Much of the conference material can be found here, and there was way to much to try to summarise. One highspot for me was a session with five science fiction and fantasy writers – Robert Charles Wilson, John Brown, Eric Flint, Margaret Weiss and Ken Scholes – all arguing for the value of this kind of, rather marginalised, literature in promoting literacy and sparking imagination. I was a little sorry that they didn’t do more on the stated theme of examining how SFF can promote ideas about the future of information but never mind; a bag of free books more than made up 🙂
Having an interest in the information needs and information-related behaviour of the various ‘generations’ – baby-boomers, Gen X, millenials, and the like – and having, indeed, recently given a workshop on the topic, I enjoyed to the session on supporting millenials in graduate school. Joan Lippincott, Barbara Dewey and Susan Gibbons analysed this group, finding them as a whole to be creative, highly social learners, always connected, and addicted to multimedia; though such generalisations are often nuanced by the academic discipline, which makes a big difference. One key to supporting them well seems to be to get the right balance between information spaces; physical and virtual, solitary and social.

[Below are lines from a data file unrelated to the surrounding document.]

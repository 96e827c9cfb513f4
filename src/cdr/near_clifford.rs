// src/cdr/near_clifford.rs

//! Maps non-Clifford operations to nearby Clifford operations.
//!
//! Every mappable operation is a phase rotation by some angle θ. A Clifford
//! replacement is the phase rotation by one of `0, π/2, π, 3π/2` on the same
//! qubit. Closeness between angles is measured by
//! [`phase_distance`](crate::core::phase_distance), the Frobenius distance of
//! the two unitaries.

use super::config::{GeneratorConfig, ReplaceMethod, SelectMethod};
use crate::core::constants::{ANGLE_TOLERANCE, CLIFFORD_ANGLES};
use crate::core::{CdrError, normalize_angle, phase_distance};
use crate::operations::Operation;
use rand::Rng;
use rand::seq::index;
use std::f64::consts::FRAC_PI_2;

/// Selection and replacement policy, fixed at construction.
#[derive(Debug, Clone, PartialEq)]
pub struct NearCliffordMapper {
    fraction_non_clifford: f64,
    method_select: SelectMethod,
    method_replace: ReplaceMethod,
    sigma_select: f64,
    sigma_replace: f64,
}

impl NearCliffordMapper {
    /// Builds a mapper from validated configuration.
    pub fn from_config(config: &GeneratorConfig) -> Result<Self, CdrError> {
        config.validate()?;
        Ok(Self {
            fraction_non_clifford: config.fraction_non_clifford,
            method_select: config.method_select,
            method_replace: config.method_replace,
            sigma_select: config.sigma_select,
            sigma_replace: config.sigma_replace,
        })
    }

    /// The selection policy.
    pub fn method_select(&self) -> SelectMethod {
        self.method_select
    }

    /// The replacement policy.
    pub fn method_replace(&self) -> ReplaceMethod {
        self.method_replace
    }

    /// The fraction of non-Clifford operations left unchanged.
    pub fn fraction_non_clifford(&self) -> f64 {
        self.fraction_non_clifford
    }

    /// Produces one operation per input operation: the selected ones are
    /// replaced by Clifford phase rotations on the same qubit, the rest are
    /// returned unchanged.
    ///
    /// # Errors
    /// `CdrError::UnsupportedOperation` if an input is not a finite phase rotation.
    pub fn map<R: Rng + ?Sized>(&self, ops: &[Operation], rng: &mut R) -> Result<Vec<Operation>, CdrError> {
        let angles = ops.iter().map(rotation_angle).collect::<Result<Vec<f64>, CdrError>>()?;
        let selected = self.select(&angles, rng)?;

        let mut mapped = ops.to_vec();
        for i in selected {
            let replacement = self.replace_angle(angles[i], rng)?;
            mapped[i] = clifford_rotation(&ops[i], replacement)?;
        }
        Ok(mapped)
    }

    /// Replaces a single operation unconditionally, ignoring the selection policy.
    pub fn replace_operation<R: Rng + ?Sized>(&self, op: &Operation, rng: &mut R) -> Result<Operation, CdrError> {
        let angle = rotation_angle(op)?;
        let replacement = self.replace_angle(angle, rng)?;
        clifford_rotation(op, replacement)
    }

    /// Indices (sorted) of the operations to replace, given their angles.
    pub fn select<R: Rng + ?Sized>(&self, angles: &[f64], rng: &mut R) -> Result<Vec<usize>, CdrError> {
        let total = angles.len();
        let num_kept = (self.fraction_non_clifford * total as f64).round() as usize;
        let num_replaced = total - num_kept.min(total);
        if num_replaced == 0 {
            return Ok(Vec::new());
        }

        let mut selected = match self.method_select {
            SelectMethod::Uniform => index::sample(rng, total, num_replaced).into_vec(),
            SelectMethod::Gaussian => {
                let weights: Vec<f64> = angles
                    .iter()
                    .map(|a| {
                        let nearest = CLIFFORD_ANGLES
                            .iter()
                            .map(|c| phase_distance(normalize_angle(*a), *c))
                            .fold(f64::INFINITY, f64::min);
                        -(nearest / self.sigma_select).powi(2)
                    })
                    .collect();
                sample_without_replacement(&normalized_weights(&weights), num_replaced, rng)?
            }
        };
        selected.sort_unstable();
        Ok(selected)
    }

    /// Picks a Clifford angle for `angle` according to the replacement policy.
    pub fn replace_angle<R: Rng + ?Sized>(&self, angle: f64, rng: &mut R) -> Result<f64, CdrError> {
        let angle = normalize_angle(angle);
        let choice = match self.method_replace {
            ReplaceMethod::Closest => closest_clifford_index(angle, rng),
            ReplaceMethod::Uniform => rng.random_range(0..CLIFFORD_ANGLES.len()),
            ReplaceMethod::Gaussian => {
                let log_weights: Vec<f64> = CLIFFORD_ANGLES
                    .iter()
                    .map(|c| -(phase_distance(angle, *c) / self.sigma_replace).powi(2))
                    .collect();
                draw_weighted(&normalized_weights(&log_weights), rng)?
            }
        };
        Ok(CLIFFORD_ANGLES[choice])
    }
}

fn rotation_angle(op: &Operation) -> Result<f64, CdrError> {
    match op.z_rotation_angle() {
        Some(theta) if theta.is_finite() => Ok(theta),
        _ => Err(CdrError::UnsupportedOperation { operation: op.to_string() }),
    }
}

fn clifford_rotation(op: &Operation, theta: f64) -> Result<Operation, CdrError> {
    op.with_z_rotation(theta)
        .ok_or_else(|| CdrError::UnsupportedOperation { operation: op.to_string() })
}

/// Index into [`CLIFFORD_ANGLES`] of the nearest Clifford angle. `angle` is in `[0, 2π)`.
fn closest_clifford_index<R: Rng + ?Sized>(angle: f64, rng: &mut R) -> usize {
    let scaled = angle / FRAC_PI_2;
    let lower = scaled.floor();
    let step = if ((scaled - lower) - 0.5).abs() * FRAC_PI_2 < ANGLE_TOLERANCE {
        // Equidistant, e.g. a T gate between I and S.
        if rng.random::<bool>() { lower + 1.0 } else { lower }
    } else {
        scaled.round()
    };
    (step as usize) % CLIFFORD_ANGLES.len()
}

/// Turns log-weights into weights whose maximum is one, so that very narrow
/// kernels never underflow every weight to zero.
fn normalized_weights(log_weights: &[f64]) -> Vec<f64> {
    let max = log_weights.iter().copied().fold(f64::NEG_INFINITY, f64::max);
    log_weights.iter().map(|w| (w - max).exp()).collect()
}

/// Draws an index with probability proportional to its weight.
fn draw_weighted<R: Rng + ?Sized>(weights: &[f64], rng: &mut R) -> Result<usize, CdrError> {
    let total: f64 = weights.iter().sum();
    if !(total.is_finite() && total > 0.0) {
        return Err(CdrError::Sampling { message: format!("weights sum to {}", total) });
    }

    let p_sample: f64 = rng.random::<f64>() * total; // Sample in [0, total)
    let mut cumulative = 0.0;
    for (i, w) in weights.iter().enumerate() {
        cumulative += w;
        if p_sample < cumulative {
            return Ok(i);
        }
    }
    // p_sample can reach the rounded total; fall back to the last positive weight
    weights
        .iter()
        .rposition(|w| *w > 0.0)
        .ok_or_else(|| CdrError::Sampling { message: "no positive weight".to_string() })
}

/// Draws `amount` distinct indices, each draw proportional to the remaining weights.
fn sample_without_replacement<R: Rng + ?Sized>(
    weights: &[f64],
    amount: usize,
    rng: &mut R,
) -> Result<Vec<usize>, CdrError> {
    if amount >= weights.len() {
        return Ok((0..weights.len()).collect());
    }

    let mut remaining: Vec<(usize, f64)> = weights.iter().copied().enumerate().collect();
    let mut chosen = Vec::with_capacity(amount);
    while chosen.len() < amount && !remaining.is_empty() {
        let current: Vec<f64> = remaining.iter().map(|(_, w)| *w).collect();
        // Once every remaining weight has underflowed the rest is drawn uniformly.
        let pick = if current.iter().any(|w| *w > 0.0) {
            draw_weighted(&current, rng)?
        } else {
            rng.random_range(0..current.len())
        };
        chosen.push(remaining.remove(pick).0);
    }
    Ok(chosen)
}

Away from the conference, the Chicago Architecture Foundation does excellent tours, which not only show you the buildings of this city, but provide a kind of ‘Modern Architecture 101’ course. And no visitor to the city can fail to notice how much the the natural world is welcomed into what could a forbidding environment; very nicely written up in the book “Chicago’s Urban Nature” by Sally Anderson Chappell.